This data visualisation was created in the second semester at the HfG Schwäbisch Gmünd as part of the course Fundamentals of Design in the three-dimensional space, supervised by Prof. Dr. Franklyn Hernandez-Castro.
Our task was to visualise a data set and to create further informative levels through interactions. The aim was to create information and insights from data.
War, violence, political persecution, hunger and poverty are just some of the reasons why people have to flee their home countries. The media usually only covers the refugees arriving here and the problems associated with them. Far too rarely, however, are reports about those people who do not survive their journey across the Mediterranean.
By visualising the data set of the Missing Migrants Project, we wanted to tell this story from a different perspective.
In the Missing Migrants Projects, organisations record the deaths of migrants, including refugees and asylum seekers, who have disappeared along mixed migration routes around the world. Each entry is a recorded incident, with one or more people involved.
However, the resulting dataset and existing visualisations are too abstract and too clinical to convey the emotional scope of the issue. Especially the purely number-based statistics are completely interchangeable and leave out the aspect of the human beings and their fates. It is precisely these stories that we wanted to tell by focusing on the journey of the refugees.
The dataset includes entries on migration routes all over the world. In our visualisation, we wanted to limit ourselves to the Mediterranean region in order to draw attention specifically to the European refugee crisis.
In doing so, we did not want to label the respective region with mere unemotional figures, but rather take the viewer along on the journey of the refugees via the Mediterranean route.
In a simplified cross-section of the route, the three main sections of Africa, the Mediterranean and Europe are depicted in abstract form. We have built up the further visualisation on this basis.
Each incident is shown in the form of a bar. These are arranged according to their latitude along the X-axis. The height of the bars indicates the number of refugees who died in the accident. The cause of death is indicated by the colour coding. In the upper section of the visualisation, the number of victims is grouped by cause of death.
After the intro, the bars build up in an introductory animation from left to right along the X-axis. This is intended to create a semantic reference to the refugees journey along the Mediterranean route.
Hovering over the incidence bars provides additional information about the respective incident. The number of confirmed deaths and missing individuals as well as the date of the incident are displayed. Relative bars turn into precise numbers that illustrate the extent of the tragedy.
By hovering over the cause of death sections of the upper bar, the incidence bars on the route cross-section are highlighted with the corresponding cause of death. This gives the numbers from the relative bar a geographical component. The data is related to the journey.
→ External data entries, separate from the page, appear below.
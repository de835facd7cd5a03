//! Per-request correlation IDs.
//!
//! An `x-request-id` sent by the client or a proxy is reused when it looks
//! sane; otherwise a UUID v4 is minted. The ID lands in the tracing span,
//! the Sentry scope, the request extensions, and the response headers.

use axum::{extract::Request, http::HeaderValue, middleware::Next, response::Response};
use tracing::Span;
use uuid::Uuid;

/// Header carrying the request ID in both directions.
pub const REQUEST_ID_HEADER: &str = "x-request-id";

/// Longest inbound ID that is reused as-is.
const MAX_INBOUND_LEN: usize = 128;

/// The request's correlation ID, available to handlers as an extension.
#[derive(Debug, Clone, PartialEq, Eq)]
pub struct RequestId(pub String);

/// Accept an inbound ID only if it is short, printable ASCII.
fn accept_inbound(raw: &str) -> Option<&str> {
    let raw = raw.trim();
    (!raw.is_empty()
        && raw.len() <= MAX_INBOUND_LEN
        && raw.bytes().all(|b| b.is_ascii_graphic()))
    .then_some(raw)
}

/// Attach a request ID to the request, its span, and its response.
pub async fn request_id_middleware(mut request: Request, next: Next) -> Response {
    let request_id = request
        .headers()
        .get(REQUEST_ID_HEADER)
        .and_then(|h| h.to_str().ok())
        .and_then(accept_inbound)
        .map_or_else(|| Uuid::new_v4().to_string(), str::to_owned);

    Span::current().record("request_id", request_id.as_str());
    sentry::configure_scope(|scope| scope.set_tag("request_id", &request_id));

    let header = HeaderValue::from_str(&request_id).ok();
    request.extensions_mut().insert(RequestId(request_id));

    let mut response = next.run(request).await;
    if let Some(value) = header {
        response.headers_mut().insert(REQUEST_ID_HEADER, value);
    }
    response
}

#[cfg(test)]
#[allow(clippy::unwrap_used)]
mod tests {
    use axum::{Extension, Router, body::Body, middleware::from_fn, routing::get};
    use tower::ServiceExt;

    use super::*;

    fn app() -> Router {
        Router::new()
            .route(
                "/",
                get(|Extension(RequestId(id)): Extension<RequestId>| async move { id }),
            )
            .layer(from_fn(request_id_middleware))
    }

    async fn call(header: Option<&str>) -> (String, String) {
        let mut builder = Request::builder().uri("/");
        if let Some(value) = header {
            builder = builder.header(REQUEST_ID_HEADER, value);
        }
        let response = app()
            .oneshot(builder.body(Body::empty()).unwrap())
            .await
            .unwrap();
        let echoed = response.headers()[REQUEST_ID_HEADER]
            .to_str()
            .unwrap()
            .to_string();
        let bytes = axum::body::to_bytes(response.into_body(), usize::MAX)
            .await
            .unwrap();
        (echoed, String::from_utf8(bytes.to_vec()).unwrap())
    }

    #[tokio::test]
    async fn test_inbound_id_is_reused() {
        let (echoed, seen) = call(Some("edge-42")).await;
        assert_eq!(echoed, "edge-42");
        assert_eq!(seen, "edge-42");
    }

    #[tokio::test]
    async fn test_missing_id_is_generated() {
        let (echoed, seen) = call(None).await;
        assert_eq!(echoed, seen);
        assert!(Uuid::parse_str(&echoed).is_ok());
    }

    #[tokio::test]
    async fn test_oversized_id_is_replaced() {
        let long = "x".repeat(MAX_INBOUND_LEN + 1);
        let (echoed, _) = call(Some(&long)).await;
        assert_ne!(echoed, long);
        assert!(Uuid::parse_str(&echoed).is_ok());
    }

    #[test]
    fn test_accept_inbound() {
        assert_eq!(accept_inbound(" abc "), Some("abc"));
        assert_eq!(accept_inbound(""), None);
        assert_eq!(accept_inbound("has space"), None);
    }
}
Every day, unimaginable amounts of data are collected and stored. Parts of it are automatically processed by algorithms. The rest, however, has no value if we as humans are not able to understand or even interpret the correlations behind the data masses. Data visualisations are a way of translating a multitude of abstract values into information constructs through visual encoding. Ideally, this gives a broad mass of people access to information, insights and recommendations for action that they would otherwise have been denied.